Stored data entries:
++++++++++

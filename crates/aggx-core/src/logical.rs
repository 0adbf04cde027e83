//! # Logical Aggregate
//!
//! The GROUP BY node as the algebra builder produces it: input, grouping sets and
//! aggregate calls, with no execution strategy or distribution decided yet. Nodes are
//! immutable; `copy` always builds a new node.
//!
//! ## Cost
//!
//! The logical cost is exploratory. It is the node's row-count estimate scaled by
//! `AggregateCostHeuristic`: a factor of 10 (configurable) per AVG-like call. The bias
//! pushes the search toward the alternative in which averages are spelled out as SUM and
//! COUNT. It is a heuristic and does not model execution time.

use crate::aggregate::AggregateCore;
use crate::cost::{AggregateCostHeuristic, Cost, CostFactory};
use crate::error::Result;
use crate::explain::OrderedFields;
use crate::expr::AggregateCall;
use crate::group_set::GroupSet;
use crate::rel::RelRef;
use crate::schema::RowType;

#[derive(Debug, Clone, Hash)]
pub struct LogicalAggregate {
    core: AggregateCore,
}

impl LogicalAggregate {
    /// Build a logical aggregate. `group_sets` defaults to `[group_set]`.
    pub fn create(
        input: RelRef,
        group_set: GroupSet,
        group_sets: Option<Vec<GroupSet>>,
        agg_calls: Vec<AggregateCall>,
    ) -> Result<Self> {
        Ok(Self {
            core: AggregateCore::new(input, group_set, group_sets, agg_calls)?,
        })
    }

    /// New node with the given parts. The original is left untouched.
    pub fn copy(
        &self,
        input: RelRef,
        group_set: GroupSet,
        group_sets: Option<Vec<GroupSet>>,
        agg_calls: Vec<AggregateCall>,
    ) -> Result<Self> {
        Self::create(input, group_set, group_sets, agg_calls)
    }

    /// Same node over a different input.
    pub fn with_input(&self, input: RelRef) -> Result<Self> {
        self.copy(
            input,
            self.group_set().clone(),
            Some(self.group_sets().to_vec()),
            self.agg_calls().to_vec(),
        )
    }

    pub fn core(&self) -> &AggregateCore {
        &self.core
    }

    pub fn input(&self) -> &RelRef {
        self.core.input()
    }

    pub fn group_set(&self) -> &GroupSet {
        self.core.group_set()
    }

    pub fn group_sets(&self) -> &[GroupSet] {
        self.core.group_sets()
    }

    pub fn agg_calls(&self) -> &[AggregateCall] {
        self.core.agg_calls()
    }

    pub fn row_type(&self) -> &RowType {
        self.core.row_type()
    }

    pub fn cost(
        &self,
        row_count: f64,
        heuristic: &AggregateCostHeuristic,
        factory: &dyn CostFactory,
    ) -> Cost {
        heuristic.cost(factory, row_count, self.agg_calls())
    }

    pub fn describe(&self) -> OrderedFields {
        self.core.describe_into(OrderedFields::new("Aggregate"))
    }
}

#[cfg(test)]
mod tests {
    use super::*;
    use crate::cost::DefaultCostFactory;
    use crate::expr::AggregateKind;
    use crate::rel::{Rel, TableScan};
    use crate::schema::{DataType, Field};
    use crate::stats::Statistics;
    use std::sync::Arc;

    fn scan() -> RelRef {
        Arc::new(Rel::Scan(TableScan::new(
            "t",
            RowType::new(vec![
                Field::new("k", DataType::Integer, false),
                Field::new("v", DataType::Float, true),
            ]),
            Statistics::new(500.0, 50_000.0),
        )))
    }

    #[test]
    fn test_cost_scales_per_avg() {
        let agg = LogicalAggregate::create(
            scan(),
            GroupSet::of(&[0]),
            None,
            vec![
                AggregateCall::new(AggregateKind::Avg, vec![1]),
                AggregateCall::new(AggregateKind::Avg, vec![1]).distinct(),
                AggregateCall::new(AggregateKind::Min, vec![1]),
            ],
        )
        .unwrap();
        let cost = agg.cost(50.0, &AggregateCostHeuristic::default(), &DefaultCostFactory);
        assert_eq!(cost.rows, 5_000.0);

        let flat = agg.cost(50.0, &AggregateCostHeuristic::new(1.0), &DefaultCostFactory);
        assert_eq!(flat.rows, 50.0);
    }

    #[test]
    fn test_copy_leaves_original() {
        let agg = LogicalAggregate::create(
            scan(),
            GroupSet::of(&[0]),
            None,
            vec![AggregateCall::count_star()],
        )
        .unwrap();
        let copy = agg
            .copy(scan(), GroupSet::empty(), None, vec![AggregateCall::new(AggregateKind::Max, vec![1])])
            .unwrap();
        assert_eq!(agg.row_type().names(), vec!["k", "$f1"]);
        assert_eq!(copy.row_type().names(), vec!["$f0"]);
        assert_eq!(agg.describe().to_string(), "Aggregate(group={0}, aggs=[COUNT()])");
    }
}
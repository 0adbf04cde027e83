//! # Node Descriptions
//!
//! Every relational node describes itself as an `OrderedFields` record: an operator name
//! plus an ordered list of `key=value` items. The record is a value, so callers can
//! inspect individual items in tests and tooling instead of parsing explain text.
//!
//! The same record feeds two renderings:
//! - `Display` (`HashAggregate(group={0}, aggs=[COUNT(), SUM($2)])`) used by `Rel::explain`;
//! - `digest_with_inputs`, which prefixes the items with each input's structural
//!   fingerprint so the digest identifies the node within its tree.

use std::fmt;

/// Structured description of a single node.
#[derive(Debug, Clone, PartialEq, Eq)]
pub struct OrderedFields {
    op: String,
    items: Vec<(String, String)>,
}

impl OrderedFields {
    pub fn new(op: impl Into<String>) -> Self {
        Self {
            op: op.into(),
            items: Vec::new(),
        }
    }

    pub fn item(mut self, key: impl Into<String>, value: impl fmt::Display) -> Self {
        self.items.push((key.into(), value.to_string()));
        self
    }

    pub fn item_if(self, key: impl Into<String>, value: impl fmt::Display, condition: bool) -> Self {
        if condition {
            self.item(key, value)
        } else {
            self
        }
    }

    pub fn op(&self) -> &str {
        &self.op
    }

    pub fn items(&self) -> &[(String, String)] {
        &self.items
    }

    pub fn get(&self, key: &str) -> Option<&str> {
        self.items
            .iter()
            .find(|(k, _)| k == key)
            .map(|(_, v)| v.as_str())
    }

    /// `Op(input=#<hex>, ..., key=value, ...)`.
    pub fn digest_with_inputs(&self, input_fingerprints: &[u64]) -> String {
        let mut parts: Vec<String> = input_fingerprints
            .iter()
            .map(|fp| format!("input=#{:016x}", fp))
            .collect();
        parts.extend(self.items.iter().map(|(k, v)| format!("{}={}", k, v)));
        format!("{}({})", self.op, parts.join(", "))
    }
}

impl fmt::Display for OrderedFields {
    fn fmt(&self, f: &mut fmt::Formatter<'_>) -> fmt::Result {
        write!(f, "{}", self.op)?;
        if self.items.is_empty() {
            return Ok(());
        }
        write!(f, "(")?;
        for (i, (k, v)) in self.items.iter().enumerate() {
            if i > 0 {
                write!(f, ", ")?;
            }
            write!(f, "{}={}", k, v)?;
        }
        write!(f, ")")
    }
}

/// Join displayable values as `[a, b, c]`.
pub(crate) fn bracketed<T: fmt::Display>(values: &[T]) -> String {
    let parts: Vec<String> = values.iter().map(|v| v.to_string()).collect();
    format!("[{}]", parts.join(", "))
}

++++++++++

#### EXERCISE BRIEF:
Where does "condition" appear in the records above? Copy every line that has it.

#### EXPECTED ANSWER:
    pub fn item_if(self, key: impl Into<String>, value: impl fmt::Display, condition: bool) -> Self {
        if condition {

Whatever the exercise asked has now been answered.